_YOUR OBJECTIVE_
A single number is the required answer: the count of lines in the listing below that hold the string "rows".

- - -

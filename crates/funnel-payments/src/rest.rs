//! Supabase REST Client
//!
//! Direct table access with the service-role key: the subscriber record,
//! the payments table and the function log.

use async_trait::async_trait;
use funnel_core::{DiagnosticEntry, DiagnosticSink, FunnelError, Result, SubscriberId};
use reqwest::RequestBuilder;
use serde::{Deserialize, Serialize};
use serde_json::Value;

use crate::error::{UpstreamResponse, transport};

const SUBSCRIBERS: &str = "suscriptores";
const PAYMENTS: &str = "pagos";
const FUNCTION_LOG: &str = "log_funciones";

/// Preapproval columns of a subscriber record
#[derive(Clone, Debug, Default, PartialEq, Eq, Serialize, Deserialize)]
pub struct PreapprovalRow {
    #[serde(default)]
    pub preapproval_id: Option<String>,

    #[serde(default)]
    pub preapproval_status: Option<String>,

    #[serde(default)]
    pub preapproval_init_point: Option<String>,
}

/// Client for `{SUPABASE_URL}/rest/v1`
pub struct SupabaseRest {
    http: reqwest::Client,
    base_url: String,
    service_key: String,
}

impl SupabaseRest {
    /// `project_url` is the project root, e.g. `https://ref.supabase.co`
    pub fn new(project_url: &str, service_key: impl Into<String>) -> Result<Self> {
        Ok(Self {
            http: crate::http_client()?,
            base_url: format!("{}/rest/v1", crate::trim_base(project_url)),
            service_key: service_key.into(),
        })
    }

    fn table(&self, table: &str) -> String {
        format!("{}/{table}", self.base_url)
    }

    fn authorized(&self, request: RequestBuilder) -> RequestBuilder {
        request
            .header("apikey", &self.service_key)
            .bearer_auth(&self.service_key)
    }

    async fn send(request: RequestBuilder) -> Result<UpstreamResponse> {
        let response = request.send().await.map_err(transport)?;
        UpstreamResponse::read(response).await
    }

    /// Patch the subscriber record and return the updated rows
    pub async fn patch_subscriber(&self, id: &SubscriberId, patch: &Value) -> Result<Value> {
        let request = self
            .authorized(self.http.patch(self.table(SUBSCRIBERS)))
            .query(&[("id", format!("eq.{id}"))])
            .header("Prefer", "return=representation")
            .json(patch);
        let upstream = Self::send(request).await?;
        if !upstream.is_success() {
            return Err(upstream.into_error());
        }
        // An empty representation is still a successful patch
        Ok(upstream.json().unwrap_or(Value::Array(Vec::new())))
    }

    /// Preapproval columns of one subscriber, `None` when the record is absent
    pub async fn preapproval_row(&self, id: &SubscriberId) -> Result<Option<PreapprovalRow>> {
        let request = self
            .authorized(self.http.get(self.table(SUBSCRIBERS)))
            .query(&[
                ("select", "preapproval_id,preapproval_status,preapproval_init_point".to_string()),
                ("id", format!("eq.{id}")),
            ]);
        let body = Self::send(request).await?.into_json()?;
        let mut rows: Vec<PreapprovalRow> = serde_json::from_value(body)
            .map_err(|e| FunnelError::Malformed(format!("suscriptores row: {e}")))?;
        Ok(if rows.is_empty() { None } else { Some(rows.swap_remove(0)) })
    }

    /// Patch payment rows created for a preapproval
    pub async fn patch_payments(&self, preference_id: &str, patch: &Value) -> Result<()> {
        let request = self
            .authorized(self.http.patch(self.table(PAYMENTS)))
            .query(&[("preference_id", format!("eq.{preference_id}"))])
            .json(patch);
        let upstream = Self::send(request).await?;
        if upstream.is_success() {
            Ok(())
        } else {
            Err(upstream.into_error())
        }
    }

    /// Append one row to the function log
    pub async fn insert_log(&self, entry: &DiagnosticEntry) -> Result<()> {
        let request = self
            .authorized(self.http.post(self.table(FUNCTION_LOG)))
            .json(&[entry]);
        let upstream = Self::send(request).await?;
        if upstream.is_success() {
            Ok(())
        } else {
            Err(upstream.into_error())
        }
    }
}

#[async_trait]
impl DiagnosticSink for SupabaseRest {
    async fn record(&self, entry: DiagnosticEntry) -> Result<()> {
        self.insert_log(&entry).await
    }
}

- - -

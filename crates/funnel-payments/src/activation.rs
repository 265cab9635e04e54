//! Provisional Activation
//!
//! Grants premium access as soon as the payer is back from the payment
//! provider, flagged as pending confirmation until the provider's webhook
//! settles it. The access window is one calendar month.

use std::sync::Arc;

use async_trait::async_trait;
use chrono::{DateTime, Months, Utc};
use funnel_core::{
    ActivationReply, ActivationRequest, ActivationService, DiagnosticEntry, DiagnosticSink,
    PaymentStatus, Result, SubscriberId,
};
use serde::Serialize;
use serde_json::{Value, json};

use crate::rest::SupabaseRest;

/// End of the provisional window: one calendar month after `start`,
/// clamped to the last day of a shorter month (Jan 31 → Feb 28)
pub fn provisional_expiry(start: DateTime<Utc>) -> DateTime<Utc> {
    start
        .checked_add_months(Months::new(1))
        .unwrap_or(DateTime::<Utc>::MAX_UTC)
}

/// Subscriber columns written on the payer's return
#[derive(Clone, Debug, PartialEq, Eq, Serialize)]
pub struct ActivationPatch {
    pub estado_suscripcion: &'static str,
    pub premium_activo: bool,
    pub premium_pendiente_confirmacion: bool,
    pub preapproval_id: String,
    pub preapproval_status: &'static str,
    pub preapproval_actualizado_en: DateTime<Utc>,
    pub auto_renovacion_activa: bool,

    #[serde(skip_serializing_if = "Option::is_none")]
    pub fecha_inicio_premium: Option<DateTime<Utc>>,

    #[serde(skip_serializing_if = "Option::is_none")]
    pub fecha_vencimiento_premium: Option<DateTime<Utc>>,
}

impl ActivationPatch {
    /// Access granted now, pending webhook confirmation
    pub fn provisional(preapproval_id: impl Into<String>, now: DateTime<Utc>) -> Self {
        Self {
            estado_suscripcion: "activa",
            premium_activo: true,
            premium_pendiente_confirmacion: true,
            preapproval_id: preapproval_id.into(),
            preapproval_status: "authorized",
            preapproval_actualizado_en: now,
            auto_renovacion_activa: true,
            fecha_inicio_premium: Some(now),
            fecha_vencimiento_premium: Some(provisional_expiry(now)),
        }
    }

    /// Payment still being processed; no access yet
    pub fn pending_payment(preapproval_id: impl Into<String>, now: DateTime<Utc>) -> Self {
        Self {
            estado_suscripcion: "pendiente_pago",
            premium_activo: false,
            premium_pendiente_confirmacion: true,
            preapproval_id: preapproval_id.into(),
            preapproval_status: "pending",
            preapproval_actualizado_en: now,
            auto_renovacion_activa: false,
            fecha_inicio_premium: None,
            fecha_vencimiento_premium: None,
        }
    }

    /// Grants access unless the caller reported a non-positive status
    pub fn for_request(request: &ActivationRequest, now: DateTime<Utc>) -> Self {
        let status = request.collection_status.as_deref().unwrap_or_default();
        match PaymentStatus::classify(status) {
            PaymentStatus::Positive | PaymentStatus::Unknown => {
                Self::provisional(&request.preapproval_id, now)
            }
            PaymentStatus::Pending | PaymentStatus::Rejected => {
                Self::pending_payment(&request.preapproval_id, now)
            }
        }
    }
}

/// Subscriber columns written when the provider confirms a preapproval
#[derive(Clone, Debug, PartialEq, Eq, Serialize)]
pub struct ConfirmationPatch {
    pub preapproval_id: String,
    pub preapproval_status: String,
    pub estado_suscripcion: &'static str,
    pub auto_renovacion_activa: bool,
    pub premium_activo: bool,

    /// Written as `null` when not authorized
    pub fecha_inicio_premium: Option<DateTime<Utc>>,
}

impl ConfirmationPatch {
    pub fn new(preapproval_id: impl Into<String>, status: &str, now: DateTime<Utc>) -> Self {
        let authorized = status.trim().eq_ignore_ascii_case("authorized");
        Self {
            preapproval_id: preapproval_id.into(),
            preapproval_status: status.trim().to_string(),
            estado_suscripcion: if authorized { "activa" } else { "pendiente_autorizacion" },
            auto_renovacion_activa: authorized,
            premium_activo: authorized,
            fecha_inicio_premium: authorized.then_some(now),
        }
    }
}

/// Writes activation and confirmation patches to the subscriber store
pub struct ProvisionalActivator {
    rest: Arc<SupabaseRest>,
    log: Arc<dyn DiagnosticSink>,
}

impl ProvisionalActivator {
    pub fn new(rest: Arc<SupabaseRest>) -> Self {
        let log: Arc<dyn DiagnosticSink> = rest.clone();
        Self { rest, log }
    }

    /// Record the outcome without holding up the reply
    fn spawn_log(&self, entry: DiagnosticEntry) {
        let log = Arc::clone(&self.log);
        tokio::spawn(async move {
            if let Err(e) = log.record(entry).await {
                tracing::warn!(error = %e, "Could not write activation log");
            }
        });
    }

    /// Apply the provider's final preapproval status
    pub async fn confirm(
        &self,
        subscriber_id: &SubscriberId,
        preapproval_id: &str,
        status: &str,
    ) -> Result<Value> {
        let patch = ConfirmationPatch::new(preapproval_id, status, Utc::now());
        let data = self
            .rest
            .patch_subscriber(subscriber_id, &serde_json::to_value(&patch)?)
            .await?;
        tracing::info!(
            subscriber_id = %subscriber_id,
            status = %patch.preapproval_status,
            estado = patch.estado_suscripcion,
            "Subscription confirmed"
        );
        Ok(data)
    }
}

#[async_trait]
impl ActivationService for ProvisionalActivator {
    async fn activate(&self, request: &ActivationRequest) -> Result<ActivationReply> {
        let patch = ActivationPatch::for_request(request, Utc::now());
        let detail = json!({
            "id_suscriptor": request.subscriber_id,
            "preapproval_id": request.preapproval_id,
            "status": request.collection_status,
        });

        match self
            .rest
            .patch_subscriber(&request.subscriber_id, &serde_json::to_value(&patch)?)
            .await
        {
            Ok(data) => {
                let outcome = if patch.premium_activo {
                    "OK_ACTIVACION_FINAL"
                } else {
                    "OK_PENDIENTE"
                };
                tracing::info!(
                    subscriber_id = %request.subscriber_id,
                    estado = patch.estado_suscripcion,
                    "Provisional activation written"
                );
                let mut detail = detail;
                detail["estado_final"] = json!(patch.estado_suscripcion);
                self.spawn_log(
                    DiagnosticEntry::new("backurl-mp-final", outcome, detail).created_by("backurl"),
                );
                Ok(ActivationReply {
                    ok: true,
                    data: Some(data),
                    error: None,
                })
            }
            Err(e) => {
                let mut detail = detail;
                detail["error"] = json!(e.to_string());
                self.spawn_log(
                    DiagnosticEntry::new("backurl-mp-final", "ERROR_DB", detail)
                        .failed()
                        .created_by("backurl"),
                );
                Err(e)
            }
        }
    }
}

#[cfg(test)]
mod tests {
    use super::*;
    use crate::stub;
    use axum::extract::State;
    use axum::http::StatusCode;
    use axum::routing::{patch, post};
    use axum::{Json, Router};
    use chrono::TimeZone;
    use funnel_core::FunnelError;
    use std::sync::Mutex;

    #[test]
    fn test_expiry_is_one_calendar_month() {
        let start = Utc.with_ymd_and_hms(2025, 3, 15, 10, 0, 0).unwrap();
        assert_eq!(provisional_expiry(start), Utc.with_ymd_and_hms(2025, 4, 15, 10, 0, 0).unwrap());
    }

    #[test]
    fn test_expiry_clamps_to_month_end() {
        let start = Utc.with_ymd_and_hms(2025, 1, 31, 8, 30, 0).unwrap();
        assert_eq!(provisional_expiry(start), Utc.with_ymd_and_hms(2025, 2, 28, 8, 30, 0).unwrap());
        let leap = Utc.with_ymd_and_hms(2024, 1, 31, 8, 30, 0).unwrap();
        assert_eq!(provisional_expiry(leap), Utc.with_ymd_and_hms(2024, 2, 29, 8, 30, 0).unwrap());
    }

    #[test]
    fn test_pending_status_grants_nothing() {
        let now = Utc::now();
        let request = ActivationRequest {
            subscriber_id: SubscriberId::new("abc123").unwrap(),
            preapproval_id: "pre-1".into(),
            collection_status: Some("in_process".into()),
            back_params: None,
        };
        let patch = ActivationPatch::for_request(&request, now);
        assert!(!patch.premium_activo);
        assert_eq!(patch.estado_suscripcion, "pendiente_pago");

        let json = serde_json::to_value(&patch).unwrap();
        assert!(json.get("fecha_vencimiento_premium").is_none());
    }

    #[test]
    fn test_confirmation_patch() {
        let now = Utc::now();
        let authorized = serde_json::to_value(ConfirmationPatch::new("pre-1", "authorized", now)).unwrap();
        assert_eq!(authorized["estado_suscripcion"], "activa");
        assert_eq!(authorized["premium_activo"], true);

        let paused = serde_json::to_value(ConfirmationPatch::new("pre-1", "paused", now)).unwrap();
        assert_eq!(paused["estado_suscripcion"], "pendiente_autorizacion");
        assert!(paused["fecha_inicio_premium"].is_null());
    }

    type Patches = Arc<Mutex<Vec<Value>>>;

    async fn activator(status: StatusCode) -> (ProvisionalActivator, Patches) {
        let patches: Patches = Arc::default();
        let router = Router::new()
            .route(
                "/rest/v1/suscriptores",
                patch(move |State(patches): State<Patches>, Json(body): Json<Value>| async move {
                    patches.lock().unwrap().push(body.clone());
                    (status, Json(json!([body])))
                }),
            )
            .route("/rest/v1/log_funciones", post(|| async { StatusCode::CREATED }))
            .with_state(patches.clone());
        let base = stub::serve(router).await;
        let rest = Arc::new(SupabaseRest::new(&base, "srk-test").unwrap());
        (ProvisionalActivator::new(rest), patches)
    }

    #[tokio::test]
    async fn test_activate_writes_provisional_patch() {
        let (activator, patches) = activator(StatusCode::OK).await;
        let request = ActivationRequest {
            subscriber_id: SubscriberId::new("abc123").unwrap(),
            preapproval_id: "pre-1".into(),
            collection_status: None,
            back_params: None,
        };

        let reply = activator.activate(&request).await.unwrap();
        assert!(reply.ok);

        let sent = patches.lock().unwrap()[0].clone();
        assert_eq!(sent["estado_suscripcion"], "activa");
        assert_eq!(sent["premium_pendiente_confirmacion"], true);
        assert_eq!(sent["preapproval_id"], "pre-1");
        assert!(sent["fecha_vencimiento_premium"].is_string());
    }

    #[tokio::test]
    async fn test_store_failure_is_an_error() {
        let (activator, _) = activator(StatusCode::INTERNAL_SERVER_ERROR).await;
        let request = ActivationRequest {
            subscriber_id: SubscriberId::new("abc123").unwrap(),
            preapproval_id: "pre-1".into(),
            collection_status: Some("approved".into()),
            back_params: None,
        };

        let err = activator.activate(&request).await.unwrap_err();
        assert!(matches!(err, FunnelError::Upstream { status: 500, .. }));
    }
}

- - -

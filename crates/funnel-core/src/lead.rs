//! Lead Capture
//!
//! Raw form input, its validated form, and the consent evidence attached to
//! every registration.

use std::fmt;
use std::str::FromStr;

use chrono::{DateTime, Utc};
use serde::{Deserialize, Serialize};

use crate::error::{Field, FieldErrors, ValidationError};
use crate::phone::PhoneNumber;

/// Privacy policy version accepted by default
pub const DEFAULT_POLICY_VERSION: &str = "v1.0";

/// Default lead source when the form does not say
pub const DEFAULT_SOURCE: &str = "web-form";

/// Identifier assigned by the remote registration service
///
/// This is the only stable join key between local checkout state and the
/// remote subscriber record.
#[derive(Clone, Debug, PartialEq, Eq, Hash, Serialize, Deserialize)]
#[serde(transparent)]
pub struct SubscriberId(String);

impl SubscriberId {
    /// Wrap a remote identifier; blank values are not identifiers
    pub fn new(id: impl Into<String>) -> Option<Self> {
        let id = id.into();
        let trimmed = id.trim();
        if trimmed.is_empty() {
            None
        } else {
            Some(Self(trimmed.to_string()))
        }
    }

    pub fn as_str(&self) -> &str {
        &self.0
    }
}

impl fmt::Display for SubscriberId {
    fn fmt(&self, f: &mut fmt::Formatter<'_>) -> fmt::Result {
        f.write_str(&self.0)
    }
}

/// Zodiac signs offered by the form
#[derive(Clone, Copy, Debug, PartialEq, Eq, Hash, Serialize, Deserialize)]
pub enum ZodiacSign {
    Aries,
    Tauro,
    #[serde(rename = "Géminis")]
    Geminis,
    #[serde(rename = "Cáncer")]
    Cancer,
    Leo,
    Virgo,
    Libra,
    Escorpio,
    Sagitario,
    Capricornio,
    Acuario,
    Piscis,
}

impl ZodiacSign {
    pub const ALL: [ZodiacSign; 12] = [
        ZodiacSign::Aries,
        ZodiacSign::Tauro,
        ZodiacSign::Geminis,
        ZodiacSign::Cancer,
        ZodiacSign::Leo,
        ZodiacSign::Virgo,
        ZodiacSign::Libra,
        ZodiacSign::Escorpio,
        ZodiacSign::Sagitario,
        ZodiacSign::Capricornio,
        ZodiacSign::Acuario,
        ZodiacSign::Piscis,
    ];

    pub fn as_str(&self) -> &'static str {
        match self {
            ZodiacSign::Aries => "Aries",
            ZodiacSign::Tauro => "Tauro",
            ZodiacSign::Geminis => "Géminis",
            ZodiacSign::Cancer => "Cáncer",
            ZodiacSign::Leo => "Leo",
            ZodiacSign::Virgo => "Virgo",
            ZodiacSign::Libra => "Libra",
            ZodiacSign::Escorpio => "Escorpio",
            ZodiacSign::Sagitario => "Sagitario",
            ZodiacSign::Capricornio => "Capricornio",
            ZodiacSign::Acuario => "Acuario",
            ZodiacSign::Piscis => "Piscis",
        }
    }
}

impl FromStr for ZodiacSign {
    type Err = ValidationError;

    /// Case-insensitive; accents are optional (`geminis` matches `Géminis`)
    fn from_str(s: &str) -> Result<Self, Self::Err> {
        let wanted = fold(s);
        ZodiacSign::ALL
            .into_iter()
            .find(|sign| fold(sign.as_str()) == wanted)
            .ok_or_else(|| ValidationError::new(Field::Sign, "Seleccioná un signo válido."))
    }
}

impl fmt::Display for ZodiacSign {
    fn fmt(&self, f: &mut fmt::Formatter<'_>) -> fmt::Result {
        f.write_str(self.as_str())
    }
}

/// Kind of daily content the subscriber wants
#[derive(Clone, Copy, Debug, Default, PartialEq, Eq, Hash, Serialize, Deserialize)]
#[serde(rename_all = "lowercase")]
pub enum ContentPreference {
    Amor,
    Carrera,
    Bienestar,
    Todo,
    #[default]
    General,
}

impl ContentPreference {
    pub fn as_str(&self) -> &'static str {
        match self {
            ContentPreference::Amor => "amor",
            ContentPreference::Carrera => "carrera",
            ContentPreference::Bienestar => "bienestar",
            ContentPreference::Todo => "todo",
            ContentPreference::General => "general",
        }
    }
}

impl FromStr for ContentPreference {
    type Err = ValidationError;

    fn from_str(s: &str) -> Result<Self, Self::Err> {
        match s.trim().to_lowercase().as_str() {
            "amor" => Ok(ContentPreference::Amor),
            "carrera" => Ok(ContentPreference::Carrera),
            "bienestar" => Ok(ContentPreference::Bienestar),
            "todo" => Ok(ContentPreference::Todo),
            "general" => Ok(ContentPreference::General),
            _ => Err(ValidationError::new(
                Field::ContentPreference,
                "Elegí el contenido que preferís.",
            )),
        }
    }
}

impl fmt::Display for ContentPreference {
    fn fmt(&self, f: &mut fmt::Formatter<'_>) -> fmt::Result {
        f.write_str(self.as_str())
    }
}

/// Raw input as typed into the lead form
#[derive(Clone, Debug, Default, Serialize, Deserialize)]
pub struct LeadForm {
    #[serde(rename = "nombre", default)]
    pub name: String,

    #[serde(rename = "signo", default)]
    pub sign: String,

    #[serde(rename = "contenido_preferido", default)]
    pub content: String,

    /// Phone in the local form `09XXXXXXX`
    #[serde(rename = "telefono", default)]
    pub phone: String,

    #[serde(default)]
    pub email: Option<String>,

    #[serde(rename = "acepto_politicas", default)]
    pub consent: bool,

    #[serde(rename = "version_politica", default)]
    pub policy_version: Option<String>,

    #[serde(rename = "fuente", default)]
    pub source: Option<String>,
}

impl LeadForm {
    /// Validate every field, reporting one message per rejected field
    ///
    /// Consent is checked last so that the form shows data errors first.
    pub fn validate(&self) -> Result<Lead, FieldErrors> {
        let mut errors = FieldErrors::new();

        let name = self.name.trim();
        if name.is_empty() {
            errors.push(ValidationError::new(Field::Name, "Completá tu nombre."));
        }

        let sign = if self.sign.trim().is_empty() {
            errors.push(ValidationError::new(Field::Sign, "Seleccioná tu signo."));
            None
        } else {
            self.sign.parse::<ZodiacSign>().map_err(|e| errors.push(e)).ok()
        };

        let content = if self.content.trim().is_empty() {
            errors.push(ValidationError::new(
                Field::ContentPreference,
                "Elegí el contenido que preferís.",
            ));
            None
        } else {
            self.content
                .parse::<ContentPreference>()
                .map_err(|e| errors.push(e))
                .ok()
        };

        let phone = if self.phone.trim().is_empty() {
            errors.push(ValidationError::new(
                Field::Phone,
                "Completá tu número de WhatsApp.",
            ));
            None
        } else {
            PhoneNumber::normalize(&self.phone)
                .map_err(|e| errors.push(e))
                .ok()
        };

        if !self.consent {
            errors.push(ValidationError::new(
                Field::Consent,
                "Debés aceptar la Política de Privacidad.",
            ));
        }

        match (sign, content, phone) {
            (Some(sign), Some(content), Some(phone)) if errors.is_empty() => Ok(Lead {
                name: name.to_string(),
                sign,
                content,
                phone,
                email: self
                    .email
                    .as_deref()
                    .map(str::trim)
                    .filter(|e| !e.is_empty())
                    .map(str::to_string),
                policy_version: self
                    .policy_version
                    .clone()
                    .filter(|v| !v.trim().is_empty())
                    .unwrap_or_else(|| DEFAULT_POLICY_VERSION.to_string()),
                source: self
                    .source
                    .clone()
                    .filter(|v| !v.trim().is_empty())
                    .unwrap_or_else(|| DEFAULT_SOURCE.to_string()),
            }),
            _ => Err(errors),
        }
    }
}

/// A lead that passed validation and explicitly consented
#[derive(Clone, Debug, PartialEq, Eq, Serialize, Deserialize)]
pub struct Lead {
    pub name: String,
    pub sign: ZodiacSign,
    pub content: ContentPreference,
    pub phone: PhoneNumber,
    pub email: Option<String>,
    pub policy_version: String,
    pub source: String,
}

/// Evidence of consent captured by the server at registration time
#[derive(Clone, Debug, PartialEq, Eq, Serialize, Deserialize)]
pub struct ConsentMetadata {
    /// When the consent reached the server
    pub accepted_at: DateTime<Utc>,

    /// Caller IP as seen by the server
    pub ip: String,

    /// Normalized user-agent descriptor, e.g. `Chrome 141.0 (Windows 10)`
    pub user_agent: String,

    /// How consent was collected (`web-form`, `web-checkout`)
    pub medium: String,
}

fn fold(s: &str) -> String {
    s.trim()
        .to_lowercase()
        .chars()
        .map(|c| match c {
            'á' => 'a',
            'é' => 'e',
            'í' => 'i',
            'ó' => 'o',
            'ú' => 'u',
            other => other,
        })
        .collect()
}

- - -

_RESPONSE AREA_
4